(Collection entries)
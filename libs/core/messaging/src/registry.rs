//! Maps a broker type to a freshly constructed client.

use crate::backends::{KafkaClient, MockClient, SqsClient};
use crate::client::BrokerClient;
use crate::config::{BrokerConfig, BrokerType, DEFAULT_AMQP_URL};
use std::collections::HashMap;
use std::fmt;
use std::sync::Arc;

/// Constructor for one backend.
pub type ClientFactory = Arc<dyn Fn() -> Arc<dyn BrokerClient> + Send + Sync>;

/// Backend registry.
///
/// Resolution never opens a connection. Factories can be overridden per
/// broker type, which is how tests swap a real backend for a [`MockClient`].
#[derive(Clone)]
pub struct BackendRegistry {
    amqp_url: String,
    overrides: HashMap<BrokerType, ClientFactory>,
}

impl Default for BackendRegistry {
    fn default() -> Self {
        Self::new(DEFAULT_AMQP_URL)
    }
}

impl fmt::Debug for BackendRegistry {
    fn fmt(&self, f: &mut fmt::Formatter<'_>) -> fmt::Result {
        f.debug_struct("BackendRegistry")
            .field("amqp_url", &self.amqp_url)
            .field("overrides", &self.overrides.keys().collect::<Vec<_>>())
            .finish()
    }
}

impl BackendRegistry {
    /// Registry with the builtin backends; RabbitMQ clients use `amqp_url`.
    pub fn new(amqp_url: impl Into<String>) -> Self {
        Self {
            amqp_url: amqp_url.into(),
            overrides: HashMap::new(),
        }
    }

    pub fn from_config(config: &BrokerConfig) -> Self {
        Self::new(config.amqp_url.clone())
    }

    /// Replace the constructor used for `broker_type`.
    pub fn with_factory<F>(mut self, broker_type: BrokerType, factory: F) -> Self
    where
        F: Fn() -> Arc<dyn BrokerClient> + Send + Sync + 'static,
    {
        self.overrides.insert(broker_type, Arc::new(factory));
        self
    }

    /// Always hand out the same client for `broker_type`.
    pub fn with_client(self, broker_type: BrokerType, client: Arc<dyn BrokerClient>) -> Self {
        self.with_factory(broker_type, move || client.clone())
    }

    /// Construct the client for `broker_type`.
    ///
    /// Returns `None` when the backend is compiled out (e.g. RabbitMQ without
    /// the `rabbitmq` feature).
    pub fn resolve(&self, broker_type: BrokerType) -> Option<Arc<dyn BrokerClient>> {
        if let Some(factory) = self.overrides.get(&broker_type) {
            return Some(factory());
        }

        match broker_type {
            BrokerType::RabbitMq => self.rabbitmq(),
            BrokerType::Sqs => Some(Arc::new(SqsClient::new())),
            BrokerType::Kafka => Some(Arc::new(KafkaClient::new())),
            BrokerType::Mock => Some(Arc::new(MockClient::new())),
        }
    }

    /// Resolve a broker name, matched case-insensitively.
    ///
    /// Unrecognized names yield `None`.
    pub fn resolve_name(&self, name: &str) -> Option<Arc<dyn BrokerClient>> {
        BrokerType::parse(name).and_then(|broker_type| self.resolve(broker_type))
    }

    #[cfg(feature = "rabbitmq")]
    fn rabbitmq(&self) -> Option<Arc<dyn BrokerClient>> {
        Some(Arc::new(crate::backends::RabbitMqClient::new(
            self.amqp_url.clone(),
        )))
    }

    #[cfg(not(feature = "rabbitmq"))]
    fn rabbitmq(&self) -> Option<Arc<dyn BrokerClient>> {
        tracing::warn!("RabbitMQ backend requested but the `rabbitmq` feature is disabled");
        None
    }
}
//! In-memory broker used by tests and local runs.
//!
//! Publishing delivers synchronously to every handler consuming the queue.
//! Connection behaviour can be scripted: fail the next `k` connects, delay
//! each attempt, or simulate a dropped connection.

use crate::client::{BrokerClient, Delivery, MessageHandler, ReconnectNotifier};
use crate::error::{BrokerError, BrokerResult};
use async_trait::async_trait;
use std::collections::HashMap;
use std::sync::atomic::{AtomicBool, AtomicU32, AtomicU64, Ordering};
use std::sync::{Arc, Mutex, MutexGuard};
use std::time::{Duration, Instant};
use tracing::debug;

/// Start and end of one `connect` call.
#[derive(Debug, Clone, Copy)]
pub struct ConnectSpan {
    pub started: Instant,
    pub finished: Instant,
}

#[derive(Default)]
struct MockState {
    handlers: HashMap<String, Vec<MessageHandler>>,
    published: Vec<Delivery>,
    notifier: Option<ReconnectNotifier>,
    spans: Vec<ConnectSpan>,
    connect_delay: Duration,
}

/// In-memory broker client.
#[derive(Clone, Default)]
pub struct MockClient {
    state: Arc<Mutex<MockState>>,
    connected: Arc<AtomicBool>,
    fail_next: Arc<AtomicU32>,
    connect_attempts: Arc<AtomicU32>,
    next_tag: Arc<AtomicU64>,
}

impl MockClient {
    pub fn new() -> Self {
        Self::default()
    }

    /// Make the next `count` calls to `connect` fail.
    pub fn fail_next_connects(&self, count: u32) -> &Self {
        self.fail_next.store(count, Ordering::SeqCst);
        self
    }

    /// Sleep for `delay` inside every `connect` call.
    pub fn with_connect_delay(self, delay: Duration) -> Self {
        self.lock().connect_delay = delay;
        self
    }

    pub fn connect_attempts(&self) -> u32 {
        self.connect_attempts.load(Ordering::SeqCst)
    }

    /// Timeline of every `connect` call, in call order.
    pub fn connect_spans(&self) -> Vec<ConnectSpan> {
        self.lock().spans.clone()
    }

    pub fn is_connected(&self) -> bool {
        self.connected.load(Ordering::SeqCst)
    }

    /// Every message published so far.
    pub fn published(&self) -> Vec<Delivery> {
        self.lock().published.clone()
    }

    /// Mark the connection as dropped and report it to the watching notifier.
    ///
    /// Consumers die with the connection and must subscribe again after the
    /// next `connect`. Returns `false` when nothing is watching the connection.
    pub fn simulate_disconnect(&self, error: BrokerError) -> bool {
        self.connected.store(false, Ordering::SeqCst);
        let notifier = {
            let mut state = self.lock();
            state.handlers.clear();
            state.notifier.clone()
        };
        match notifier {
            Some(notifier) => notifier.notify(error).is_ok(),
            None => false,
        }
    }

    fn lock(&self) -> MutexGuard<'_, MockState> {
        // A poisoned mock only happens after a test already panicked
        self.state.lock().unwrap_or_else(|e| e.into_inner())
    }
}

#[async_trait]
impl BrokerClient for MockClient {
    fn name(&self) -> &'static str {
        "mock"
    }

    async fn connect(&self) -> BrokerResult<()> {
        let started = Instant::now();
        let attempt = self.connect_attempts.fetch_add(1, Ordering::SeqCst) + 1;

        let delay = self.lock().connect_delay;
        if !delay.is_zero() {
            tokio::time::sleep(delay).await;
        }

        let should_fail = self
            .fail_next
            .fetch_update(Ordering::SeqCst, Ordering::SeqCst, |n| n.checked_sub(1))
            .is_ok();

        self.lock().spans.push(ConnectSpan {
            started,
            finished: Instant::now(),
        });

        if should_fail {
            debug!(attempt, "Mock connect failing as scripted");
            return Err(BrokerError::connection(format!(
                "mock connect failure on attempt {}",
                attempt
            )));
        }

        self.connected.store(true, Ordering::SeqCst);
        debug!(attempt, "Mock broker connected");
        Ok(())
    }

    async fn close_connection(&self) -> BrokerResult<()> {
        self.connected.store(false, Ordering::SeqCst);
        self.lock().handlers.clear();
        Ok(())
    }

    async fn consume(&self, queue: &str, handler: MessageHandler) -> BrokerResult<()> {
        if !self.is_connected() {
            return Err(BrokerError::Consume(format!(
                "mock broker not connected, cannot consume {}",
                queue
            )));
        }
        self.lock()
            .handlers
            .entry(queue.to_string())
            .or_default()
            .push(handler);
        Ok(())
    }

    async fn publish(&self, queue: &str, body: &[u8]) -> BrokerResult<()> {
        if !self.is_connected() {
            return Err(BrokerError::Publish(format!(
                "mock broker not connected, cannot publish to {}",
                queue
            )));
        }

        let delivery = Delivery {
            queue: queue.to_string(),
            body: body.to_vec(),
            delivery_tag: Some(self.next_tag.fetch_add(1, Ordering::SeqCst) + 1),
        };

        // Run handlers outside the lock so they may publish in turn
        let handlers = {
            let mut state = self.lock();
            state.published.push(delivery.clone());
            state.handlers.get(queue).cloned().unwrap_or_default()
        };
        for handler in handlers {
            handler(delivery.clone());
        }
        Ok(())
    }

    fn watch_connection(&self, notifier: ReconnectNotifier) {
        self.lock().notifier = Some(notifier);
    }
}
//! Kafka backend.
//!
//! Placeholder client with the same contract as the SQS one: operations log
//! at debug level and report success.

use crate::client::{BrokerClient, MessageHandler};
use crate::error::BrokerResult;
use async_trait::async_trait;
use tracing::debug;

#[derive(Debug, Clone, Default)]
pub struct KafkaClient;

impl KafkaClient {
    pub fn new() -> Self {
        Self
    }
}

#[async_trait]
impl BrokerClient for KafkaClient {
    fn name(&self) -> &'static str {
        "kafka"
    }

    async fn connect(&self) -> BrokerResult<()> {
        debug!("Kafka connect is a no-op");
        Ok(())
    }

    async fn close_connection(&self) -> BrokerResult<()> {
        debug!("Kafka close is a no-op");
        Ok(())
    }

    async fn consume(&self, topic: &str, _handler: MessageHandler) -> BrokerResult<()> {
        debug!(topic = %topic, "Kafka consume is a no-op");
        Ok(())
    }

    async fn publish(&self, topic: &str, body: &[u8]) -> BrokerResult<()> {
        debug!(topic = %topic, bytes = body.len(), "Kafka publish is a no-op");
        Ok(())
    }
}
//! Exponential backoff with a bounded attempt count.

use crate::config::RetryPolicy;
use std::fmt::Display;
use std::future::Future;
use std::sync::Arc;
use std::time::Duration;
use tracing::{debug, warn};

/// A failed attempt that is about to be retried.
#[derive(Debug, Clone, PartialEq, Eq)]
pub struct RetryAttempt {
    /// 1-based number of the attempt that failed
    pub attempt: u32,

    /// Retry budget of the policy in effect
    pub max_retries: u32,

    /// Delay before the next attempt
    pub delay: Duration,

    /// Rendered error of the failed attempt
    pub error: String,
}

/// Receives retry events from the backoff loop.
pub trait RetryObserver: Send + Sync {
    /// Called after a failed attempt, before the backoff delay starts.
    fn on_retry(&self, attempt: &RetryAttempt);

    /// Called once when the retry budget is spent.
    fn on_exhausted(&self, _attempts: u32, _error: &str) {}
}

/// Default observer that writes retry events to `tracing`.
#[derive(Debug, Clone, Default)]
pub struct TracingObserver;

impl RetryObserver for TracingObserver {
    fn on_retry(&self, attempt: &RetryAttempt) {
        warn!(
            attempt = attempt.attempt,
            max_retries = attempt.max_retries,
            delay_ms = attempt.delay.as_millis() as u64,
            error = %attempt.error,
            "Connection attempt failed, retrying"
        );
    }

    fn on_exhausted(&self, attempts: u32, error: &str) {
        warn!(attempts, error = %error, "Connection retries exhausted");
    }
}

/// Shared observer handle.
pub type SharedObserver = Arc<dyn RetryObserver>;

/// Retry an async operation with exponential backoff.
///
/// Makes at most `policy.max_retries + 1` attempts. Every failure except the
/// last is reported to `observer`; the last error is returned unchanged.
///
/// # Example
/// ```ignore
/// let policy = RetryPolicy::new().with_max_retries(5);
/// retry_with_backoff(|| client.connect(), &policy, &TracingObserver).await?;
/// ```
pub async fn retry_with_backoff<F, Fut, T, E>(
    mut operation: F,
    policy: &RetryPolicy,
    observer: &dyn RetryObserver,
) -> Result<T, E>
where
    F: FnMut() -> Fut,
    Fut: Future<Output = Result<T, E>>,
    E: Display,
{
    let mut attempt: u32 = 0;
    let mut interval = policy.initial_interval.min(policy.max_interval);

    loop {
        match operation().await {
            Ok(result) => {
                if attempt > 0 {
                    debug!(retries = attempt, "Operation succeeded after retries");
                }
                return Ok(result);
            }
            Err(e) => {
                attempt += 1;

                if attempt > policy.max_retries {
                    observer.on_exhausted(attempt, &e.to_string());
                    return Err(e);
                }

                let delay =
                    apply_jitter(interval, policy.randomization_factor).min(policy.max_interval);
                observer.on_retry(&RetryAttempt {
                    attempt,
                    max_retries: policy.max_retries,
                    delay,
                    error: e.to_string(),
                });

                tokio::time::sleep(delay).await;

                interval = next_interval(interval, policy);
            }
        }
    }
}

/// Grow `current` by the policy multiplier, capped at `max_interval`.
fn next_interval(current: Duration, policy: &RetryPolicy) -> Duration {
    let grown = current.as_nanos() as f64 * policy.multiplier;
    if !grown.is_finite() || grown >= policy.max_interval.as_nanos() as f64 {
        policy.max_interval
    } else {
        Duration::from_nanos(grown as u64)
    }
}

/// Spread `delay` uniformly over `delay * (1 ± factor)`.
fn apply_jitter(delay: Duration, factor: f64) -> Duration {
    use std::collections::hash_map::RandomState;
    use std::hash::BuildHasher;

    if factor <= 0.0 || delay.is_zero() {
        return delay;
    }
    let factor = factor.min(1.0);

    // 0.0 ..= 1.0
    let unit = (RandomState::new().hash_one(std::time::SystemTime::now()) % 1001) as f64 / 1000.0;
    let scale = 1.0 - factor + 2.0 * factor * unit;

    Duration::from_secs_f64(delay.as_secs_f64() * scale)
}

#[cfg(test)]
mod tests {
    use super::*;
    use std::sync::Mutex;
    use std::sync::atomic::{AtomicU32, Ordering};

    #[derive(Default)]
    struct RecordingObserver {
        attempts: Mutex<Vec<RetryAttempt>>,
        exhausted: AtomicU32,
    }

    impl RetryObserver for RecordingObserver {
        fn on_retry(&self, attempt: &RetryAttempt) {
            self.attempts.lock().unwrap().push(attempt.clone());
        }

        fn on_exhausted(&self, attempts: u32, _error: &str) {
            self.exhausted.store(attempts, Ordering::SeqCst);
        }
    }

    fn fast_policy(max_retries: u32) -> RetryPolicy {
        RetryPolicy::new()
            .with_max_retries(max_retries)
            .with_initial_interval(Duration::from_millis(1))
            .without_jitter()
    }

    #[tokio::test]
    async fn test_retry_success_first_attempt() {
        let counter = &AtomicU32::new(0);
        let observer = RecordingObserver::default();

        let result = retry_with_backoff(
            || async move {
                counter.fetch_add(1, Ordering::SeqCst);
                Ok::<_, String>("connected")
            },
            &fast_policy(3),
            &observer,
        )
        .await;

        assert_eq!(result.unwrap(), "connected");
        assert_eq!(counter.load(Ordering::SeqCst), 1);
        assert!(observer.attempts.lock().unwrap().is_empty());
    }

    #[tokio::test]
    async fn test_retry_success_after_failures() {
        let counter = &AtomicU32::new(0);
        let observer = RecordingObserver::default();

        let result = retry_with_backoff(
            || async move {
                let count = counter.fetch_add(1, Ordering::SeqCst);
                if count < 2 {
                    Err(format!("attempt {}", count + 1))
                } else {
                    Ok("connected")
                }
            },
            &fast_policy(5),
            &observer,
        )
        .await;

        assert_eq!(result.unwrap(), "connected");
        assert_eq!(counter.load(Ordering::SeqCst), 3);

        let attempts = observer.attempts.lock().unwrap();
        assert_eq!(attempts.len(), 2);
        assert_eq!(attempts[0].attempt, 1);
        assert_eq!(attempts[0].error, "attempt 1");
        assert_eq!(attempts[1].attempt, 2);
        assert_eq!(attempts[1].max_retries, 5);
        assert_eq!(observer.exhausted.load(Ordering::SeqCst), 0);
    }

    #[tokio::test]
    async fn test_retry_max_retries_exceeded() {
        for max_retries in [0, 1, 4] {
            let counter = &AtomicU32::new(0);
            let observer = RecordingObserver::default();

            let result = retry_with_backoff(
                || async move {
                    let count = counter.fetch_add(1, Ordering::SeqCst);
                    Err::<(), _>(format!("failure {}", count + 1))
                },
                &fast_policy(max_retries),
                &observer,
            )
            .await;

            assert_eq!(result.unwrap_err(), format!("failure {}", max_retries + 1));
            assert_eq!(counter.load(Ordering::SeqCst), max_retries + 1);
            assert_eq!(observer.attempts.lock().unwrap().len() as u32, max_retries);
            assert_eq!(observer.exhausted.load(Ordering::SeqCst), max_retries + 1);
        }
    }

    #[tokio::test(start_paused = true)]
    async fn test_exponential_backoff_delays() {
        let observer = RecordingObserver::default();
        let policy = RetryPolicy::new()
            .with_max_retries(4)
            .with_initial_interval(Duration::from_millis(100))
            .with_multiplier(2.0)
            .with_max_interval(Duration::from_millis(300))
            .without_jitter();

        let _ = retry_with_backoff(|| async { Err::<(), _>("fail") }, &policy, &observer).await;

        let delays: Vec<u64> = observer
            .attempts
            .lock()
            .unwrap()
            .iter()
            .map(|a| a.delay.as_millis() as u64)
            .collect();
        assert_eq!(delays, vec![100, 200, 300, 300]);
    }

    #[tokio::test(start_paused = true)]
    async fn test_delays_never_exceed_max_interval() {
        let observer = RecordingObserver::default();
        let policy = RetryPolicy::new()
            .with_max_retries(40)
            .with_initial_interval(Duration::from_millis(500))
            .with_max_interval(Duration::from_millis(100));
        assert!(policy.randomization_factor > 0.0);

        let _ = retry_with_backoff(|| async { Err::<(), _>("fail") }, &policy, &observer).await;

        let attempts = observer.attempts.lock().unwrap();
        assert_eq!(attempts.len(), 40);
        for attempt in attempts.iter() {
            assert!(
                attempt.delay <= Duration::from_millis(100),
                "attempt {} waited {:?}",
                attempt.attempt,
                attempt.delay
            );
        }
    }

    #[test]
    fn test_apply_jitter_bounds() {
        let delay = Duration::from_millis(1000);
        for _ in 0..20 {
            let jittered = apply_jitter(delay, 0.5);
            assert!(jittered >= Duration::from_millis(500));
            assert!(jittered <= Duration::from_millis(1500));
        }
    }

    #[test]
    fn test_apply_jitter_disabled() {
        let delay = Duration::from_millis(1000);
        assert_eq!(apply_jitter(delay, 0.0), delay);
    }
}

## Problem description
For the string "Some", show each line of the entries above where it occurs.

## Response area
        if let Some(factory) = self.overrides.get(&broker_type) {
            return Some(factory());
            BrokerType::Sqs => Some(Arc::new(SqsClient::new())),
            BrokerType::Kafka => Some(Arc::new(KafkaClient::new())),
            BrokerType::Mock => Some(Arc::new(MockClient::new())),
        Some(Arc::new(crate::backends::RabbitMqClient::new(
            Some(notifier) => notifier.notify(error).is_ok(),
            delivery_tag: Some(self.next_tag.fetch_add(1, Ordering::SeqCst) + 1),
        self.lock().notifier = Some(notifier);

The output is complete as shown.